- **WHAT YOU HAVE TO DO**
Beginning with the line that holds "their stored value." in the data below, give again every line through the one that holds "pub trait TodoReader", exactly as written.

::::

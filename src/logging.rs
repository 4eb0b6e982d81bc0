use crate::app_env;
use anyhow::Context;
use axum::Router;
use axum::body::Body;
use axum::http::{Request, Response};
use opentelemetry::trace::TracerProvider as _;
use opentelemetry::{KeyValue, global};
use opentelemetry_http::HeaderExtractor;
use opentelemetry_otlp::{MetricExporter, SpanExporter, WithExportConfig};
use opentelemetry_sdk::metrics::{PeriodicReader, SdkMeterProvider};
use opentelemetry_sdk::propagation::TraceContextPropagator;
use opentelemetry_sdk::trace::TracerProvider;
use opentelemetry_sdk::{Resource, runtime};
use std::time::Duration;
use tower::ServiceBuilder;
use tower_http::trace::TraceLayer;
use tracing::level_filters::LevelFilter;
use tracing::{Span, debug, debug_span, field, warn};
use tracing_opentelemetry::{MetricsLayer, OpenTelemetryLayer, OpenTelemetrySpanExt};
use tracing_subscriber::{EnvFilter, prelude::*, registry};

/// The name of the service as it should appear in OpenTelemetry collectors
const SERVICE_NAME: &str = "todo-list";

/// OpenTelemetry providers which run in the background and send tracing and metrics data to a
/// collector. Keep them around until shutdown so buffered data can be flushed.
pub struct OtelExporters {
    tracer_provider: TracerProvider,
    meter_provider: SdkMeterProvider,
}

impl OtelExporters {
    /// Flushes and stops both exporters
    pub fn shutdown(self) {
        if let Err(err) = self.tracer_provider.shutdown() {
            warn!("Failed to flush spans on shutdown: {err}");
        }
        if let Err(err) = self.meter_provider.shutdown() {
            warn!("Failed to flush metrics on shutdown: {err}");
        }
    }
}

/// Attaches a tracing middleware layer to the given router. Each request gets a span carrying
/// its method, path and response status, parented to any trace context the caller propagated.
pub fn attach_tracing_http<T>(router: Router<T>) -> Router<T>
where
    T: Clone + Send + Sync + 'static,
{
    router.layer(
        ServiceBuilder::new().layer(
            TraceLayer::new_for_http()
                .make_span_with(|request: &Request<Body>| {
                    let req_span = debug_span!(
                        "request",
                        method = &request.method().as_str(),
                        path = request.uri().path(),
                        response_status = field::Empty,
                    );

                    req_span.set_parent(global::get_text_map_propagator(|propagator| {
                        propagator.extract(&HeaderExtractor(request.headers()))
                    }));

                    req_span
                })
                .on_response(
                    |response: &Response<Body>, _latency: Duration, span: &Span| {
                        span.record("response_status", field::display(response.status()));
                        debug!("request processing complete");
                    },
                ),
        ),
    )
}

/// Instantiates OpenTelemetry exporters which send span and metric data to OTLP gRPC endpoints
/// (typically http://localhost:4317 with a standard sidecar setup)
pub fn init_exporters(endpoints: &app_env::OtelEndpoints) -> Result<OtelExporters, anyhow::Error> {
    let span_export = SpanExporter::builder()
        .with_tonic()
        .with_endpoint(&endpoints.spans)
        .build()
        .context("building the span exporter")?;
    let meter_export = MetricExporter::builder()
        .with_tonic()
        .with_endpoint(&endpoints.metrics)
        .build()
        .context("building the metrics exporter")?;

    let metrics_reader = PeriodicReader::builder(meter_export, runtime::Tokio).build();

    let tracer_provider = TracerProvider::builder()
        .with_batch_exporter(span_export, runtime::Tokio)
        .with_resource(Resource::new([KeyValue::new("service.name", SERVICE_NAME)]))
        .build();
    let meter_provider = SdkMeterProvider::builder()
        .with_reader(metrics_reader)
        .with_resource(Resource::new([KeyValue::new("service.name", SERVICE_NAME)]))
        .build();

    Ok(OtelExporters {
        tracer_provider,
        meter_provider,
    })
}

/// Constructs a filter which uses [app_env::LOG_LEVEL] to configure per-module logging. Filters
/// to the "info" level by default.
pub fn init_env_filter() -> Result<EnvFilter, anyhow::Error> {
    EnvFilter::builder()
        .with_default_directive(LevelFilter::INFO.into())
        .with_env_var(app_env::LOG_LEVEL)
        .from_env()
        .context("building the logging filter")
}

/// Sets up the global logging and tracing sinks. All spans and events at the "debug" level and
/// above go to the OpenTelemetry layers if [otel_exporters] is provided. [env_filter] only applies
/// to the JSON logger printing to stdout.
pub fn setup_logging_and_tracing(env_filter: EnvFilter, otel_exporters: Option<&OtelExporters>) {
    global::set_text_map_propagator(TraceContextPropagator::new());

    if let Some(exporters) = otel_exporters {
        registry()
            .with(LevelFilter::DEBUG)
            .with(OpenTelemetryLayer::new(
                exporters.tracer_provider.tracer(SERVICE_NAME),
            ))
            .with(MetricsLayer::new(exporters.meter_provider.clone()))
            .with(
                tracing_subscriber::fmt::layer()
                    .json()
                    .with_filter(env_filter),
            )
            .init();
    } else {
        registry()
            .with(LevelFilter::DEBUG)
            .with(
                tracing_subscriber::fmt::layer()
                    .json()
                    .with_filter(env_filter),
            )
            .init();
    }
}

::::

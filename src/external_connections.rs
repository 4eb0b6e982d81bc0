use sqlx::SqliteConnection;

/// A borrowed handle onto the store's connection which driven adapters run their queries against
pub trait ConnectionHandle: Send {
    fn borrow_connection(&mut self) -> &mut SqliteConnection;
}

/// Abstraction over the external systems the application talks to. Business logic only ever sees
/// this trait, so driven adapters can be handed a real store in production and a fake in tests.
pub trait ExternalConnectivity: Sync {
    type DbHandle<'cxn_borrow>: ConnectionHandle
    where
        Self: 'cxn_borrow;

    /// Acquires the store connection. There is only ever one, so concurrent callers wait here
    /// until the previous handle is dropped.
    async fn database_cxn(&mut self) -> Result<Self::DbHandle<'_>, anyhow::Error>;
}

::::

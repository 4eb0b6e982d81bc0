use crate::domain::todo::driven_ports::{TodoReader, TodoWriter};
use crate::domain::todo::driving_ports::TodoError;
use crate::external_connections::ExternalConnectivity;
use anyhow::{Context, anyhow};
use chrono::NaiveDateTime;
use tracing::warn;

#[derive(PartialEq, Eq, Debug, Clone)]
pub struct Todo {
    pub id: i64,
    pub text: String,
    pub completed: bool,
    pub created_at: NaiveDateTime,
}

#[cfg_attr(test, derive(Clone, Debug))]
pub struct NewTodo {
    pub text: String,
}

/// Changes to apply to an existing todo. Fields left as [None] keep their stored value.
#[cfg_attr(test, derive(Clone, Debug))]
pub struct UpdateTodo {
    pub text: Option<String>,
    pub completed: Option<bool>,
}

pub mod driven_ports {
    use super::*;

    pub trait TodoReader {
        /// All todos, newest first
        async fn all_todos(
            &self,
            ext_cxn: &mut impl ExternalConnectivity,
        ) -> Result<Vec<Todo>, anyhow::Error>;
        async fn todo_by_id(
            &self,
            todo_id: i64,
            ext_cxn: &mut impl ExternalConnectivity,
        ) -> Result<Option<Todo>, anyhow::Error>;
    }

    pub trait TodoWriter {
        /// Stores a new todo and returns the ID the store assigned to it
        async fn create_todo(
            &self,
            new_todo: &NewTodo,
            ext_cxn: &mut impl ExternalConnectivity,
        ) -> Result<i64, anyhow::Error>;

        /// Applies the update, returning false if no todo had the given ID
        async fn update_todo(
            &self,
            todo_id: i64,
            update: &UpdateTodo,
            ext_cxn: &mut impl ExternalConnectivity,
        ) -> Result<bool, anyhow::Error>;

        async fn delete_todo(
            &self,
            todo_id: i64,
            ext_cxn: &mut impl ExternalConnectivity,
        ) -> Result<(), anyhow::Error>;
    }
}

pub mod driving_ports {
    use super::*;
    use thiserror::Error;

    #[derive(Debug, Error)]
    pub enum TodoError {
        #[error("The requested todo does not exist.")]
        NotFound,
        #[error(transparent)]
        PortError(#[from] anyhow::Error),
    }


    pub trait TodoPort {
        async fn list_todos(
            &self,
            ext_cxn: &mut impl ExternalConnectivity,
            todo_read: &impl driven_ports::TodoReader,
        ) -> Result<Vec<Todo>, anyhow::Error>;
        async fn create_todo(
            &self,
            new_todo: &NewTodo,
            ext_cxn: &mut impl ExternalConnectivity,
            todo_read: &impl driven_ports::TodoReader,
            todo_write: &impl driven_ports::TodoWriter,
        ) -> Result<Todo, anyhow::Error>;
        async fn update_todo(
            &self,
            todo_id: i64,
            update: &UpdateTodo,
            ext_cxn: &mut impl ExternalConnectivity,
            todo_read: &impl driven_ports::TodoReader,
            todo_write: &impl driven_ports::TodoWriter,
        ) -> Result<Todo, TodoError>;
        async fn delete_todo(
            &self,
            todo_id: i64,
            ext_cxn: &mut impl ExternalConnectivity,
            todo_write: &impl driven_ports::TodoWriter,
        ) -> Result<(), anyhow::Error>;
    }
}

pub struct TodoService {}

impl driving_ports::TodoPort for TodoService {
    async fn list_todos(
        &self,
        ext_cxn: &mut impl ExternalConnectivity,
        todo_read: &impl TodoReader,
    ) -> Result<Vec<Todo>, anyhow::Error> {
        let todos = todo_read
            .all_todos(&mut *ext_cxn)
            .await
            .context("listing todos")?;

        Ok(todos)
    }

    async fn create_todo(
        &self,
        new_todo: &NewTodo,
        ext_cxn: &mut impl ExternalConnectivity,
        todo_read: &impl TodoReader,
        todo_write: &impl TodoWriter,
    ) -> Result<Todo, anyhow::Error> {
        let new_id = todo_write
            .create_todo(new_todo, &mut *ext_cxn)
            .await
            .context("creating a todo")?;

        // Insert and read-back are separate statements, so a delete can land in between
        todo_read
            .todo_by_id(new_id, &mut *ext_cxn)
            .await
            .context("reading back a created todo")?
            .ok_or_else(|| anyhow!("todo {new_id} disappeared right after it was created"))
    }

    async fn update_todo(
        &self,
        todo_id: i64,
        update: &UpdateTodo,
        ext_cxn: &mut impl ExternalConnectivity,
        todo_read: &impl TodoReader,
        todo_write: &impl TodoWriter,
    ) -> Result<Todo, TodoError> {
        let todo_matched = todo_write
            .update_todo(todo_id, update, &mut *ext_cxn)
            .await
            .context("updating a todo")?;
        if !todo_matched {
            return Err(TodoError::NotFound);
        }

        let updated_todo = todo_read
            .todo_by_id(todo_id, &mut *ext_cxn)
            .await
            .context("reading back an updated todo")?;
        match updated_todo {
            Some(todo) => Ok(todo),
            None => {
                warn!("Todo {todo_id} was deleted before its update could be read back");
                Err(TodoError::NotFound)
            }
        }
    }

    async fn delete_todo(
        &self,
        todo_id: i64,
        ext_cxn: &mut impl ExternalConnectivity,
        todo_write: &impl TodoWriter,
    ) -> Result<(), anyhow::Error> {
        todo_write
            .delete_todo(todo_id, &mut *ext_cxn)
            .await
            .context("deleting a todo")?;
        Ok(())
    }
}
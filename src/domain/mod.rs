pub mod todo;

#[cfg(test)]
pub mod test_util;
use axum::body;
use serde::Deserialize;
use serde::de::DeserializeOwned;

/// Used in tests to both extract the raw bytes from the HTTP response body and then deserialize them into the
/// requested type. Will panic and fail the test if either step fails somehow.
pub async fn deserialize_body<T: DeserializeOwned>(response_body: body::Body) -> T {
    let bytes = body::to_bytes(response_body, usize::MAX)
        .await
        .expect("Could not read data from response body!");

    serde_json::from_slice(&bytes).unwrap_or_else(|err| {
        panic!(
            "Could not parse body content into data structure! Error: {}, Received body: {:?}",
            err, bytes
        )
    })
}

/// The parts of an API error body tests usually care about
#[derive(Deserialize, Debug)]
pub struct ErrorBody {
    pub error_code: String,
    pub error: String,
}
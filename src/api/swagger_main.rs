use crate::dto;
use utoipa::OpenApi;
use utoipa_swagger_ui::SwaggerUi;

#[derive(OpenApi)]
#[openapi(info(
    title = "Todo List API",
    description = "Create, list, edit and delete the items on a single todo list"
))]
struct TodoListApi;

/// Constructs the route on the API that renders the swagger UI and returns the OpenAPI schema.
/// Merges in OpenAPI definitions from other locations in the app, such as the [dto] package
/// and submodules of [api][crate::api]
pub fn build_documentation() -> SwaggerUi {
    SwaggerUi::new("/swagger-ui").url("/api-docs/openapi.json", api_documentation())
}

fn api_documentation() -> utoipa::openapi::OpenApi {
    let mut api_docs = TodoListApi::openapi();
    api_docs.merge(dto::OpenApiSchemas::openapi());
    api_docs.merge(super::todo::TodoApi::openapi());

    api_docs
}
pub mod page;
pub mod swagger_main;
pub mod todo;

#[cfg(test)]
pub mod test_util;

::::

- **REPLY TO THE TASK**
/// Changes to apply to an existing todo. Fields left as [None] keep their stored value.
#[cfg_attr(test, derive(Clone, Debug))]
pub struct UpdateTodo {
    pub text: Option<String>,
    pub completed: Option<bool>,
}

pub mod driven_ports {
    use super::*;

    pub trait TodoReader {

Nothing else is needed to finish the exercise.